> PROBLEM REQUIREMENTS
When a line in the listing below contains the word "feature", return a copy of that line.
=== Begin Enclosure ===
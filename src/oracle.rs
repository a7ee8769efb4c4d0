//! Suggested magnitudes from an external rating service.
//!
//! The oracle reads a free-text description and proposes a 1–20 rating
//! with a one-line rationale. It is advisory only: it never touches the
//! ledger, and any failure simply means the user picks a magnitude by hand.
//!
//! # Retry and timeout policy
//!
//! [`Suggester`] makes at most [`DEFAULT_MAX_ATTEMPTS`] calls per request and
//! retries only [`OracleError::Unavailable`] and [`OracleError::Timeout`].
//! Per-call timeouts belong to the oracle implementation; the HTTP client
//! behind the `http` feature gives each request 10 seconds.

#[cfg(feature = "http")]
pub mod http;

use crate::event::{LifeEvent, MAX_MAGNITUDE, MIN_MAGNITUDE, Polarity};
use serde::{Deserialize, Serialize};
use serde_json::Value;
use thiserror::Error;

/// Calls per suggestion before giving up.
pub const DEFAULT_MAX_ATTEMPTS: u32 = 2;

/// Errors an oracle can report.
#[derive(Debug, Clone, PartialEq, Error)]
pub enum OracleError {
    #[error("description is required")]
    EmptyDescription,

    /// Network or service failure
    #[error("rating service unavailable: {0}")]
    Unavailable(String),

    #[error("rating service timed out")]
    Timeout,

    /// The service refused the request itself (bad key, bad body)
    #[error("rating request rejected: {0}")]
    Rejected(String),

    /// The reply could not be read as a rating
    #[error("malformed rating response: {0}")]
    MalformedResponse(String),

    #[error("rating {0} is outside 1..=20")]
    InvalidRating(i64),
}

impl OracleError {
    /// Whether another attempt could plausibly succeed.
    pub fn is_transient(&self) -> bool {
        matches!(self, OracleError::Unavailable(_) | OracleError::Timeout)
    }
}

/// What the oracle is asked to rate.
#[derive(Debug, Clone, PartialEq, Eq, Serialize, Deserialize)]
pub struct RatingRequest {
    pub description: String,
    pub polarity: Polarity,
}

impl RatingRequest {
    pub fn new(description: impl Into<String>, polarity: Polarity) -> Self {
        RatingRequest {
            description: description.into(),
            polarity,
        }
    }

    /// Instructions for a chat model acting as the oracle.
    pub fn system_prompt() -> &'static str {
        "You rate how much a life event affects someone, on a scale of 1 to 20.\n\
         \n\
         1-5: minor (a small annoyance or a small win)\n\
         6-10: moderate (noticeably changes the day)\n\
         11-15: significant (colours the week or the mood)\n\
         16-20: life-changing\n\
         \n\
         Weigh emotional weight, practical consequences, how long the effect lasts and the context.\n\
         \n\
         Reply with a JSON object and nothing else:\n\
         {\"rating\": <integer 1-20>, \"reasoning\": \"<one sentence>\"}"
    }

    pub fn user_prompt(&self) -> String {
        let kind = match self.polarity {
            Polarity::Negative => "Misfortune (negative)",
            Polarity::Positive => "Good fortune (positive)",
        };
        format!(
            "Event type: {kind}\nDescription: \"{}\"\n\nRate this event's impact (1-20):",
            self.description
        )
    }
}

/// A proposed magnitude and the reason for it.
#[derive(Debug, Clone, PartialEq, Eq, Serialize, Deserialize)]
pub struct RatingSuggestion {
    pub rating: u32,
    pub reasoning: String,
}

/// Something that can rate an event description.
///
/// Implementations may block; callers that need to stay responsive should
/// run [`Suggester::suggest`] on a worker thread and drop the result if the
/// user has moved on.
pub trait RatingOracle {
    fn rate(&self, request: &RatingRequest) -> Result<RatingSuggestion, OracleError>;
}

impl<O: RatingOracle + ?Sized> RatingOracle for &O {
    fn rate(&self, request: &RatingRequest) -> Result<RatingSuggestion, OracleError> {
        (**self).rate(request)
    }
}

impl<O: RatingOracle + ?Sized> RatingOracle for Box<O> {
    fn rate(&self, request: &RatingRequest) -> Result<RatingSuggestion, OracleError> {
        (**self).rate(request)
    }
}

impl<O: RatingOracle + ?Sized> RatingOracle for std::sync::Arc<O> {
    fn rate(&self, request: &RatingRequest) -> Result<RatingSuggestion, OracleError> {
        (**self).rate(request)
    }
}

/// Parse an oracle reply of the form `{"rating": 12, "reasoning": "..."}`.
///
/// Integral floats such as `12.0` are accepted; anything outside 1–20,
/// fractional, or missing a field is rejected.
///
/// ```
/// use lifefold::oracle::{parse_rating_response, OracleError};
///
/// let s = parse_rating_response(r#"{"rating": 14, "reasoning": "a big move"}"#).unwrap();
/// assert_eq!(s.rating, 14);
///
/// let err = parse_rating_response(r#"{"rating": 40, "reasoning": "huge"}"#).unwrap_err();
/// assert_eq!(err, OracleError::InvalidRating(40));
/// ```
pub fn parse_rating_response(content: &str) -> Result<RatingSuggestion, OracleError> {
    let value: Value = serde_json::from_str(content.trim())
        .map_err(|e| OracleError::MalformedResponse(e.to_string()))?;

    let rating = match value.get("rating") {
        Some(Value::Number(n)) => {
            if let Some(i) = n.as_i64() {
                i
            } else {
                match n.as_f64() {
                    Some(f) if f.fract() == 0.0 && f.abs() < 1e9 => f as i64,
                    _ => {
                        return Err(OracleError::MalformedResponse(format!(
                            "rating {n} is not an integer"
                        )));
                    }
                }
            }
        }
        Some(other) => {
            return Err(OracleError::MalformedResponse(format!(
                "rating is not a number: {other}"
            )));
        }
        None => return Err(OracleError::MalformedResponse("missing rating".to_string())),
    };

    if !(i64::from(MIN_MAGNITUDE)..=i64::from(MAX_MAGNITUDE)).contains(&rating) {
        return Err(OracleError::InvalidRating(rating));
    }

    let reasoning = value
        .get("reasoning")
        .and_then(Value::as_str)
        .ok_or_else(|| OracleError::MalformedResponse("missing reasoning".to_string()))?;

    Ok(RatingSuggestion {
        rating: rating as u32,
        reasoning: reasoning.to_string(),
    })
}

/// Asks an oracle for a suggestion and turns every failure into `None`.
///
/// ```
/// use lifefold::oracle::{OracleError, RatingOracle, RatingRequest, RatingSuggestion, Suggester};
/// use lifefold::Polarity;
///
/// struct Offline;
///
/// impl RatingOracle for Offline {
///     fn rate(&self, _: &RatingRequest) -> Result<RatingSuggestion, OracleError> {
///         Err(OracleError::Unavailable("no network".into()))
///     }
/// }
///
/// let suggester = Suggester::new(Offline);
/// assert_eq!(suggester.suggest("flat tyre", Polarity::Negative), None);
/// ```
#[derive(Debug, Clone)]
pub struct Suggester<O> {
    oracle: O,
    max_attempts: u32,
}

impl<O: RatingOracle> Suggester<O> {
    pub fn new(oracle: O) -> Self {
        Suggester {
            oracle,
            max_attempts: DEFAULT_MAX_ATTEMPTS,
        }
    }

    /// Set the number of calls per suggestion. Values below 1 are treated
    /// as 1.
    pub fn with_max_attempts(mut self, max_attempts: u32) -> Self {
        self.max_attempts = max_attempts.max(1);
        self
    }

    pub fn max_attempts(&self) -> u32 {
        self.max_attempts
    }

    pub fn oracle(&self) -> &O {
        &self.oracle
    }

    /// Suggest a magnitude for a description, or `None` if no suggestion
    /// is available.
    pub fn suggest(&self, description: &str, polarity: Polarity) -> Option<RatingSuggestion> {
        self.try_suggest(description, polarity)
            .inspect_err(|e| log::warn!("lifefold: no rating suggestion: {e}"))
            .ok()
    }

    /// Suggest a magnitude for an already-logged event, e.g. to compare
    /// against what the user chose.
    pub fn suggest_for(&self, event: &LifeEvent) -> Option<RatingSuggestion> {
        self.suggest(&event.description, event.polarity)
    }

    /// Like [`suggest`](Self::suggest) but keeps the last error.
    ///
    /// # Errors
    ///
    /// Returns [`OracleError::EmptyDescription`] without calling the oracle
    /// for a blank description; otherwise the error from the final attempt.
    pub fn try_suggest(
        &self,
        description: &str,
        polarity: Polarity,
    ) -> Result<RatingSuggestion, OracleError> {
        let description = description.trim();
        if description.is_empty() {
            return Err(OracleError::EmptyDescription);
        }
        let request = RatingRequest::new(description, polarity);

        let mut attempt = 1;
        loop {
            match self.oracle.rate(&request) {
                Ok(suggestion) => return Ok(suggestion),
                Err(e) if e.is_transient() && attempt < self.max_attempts => {
                    log::debug!("lifefold: rating attempt {attempt} failed, retrying: {e}");
                    attempt += 1;
                }
                Err(e) => return Err(e),
            }
        }
    }
}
=== End Enclosure ===
> ANSWER FOR THIS EXERCISE
//! behind the `http` feature gives each request 10 seconds.
#[cfg(feature = "http")]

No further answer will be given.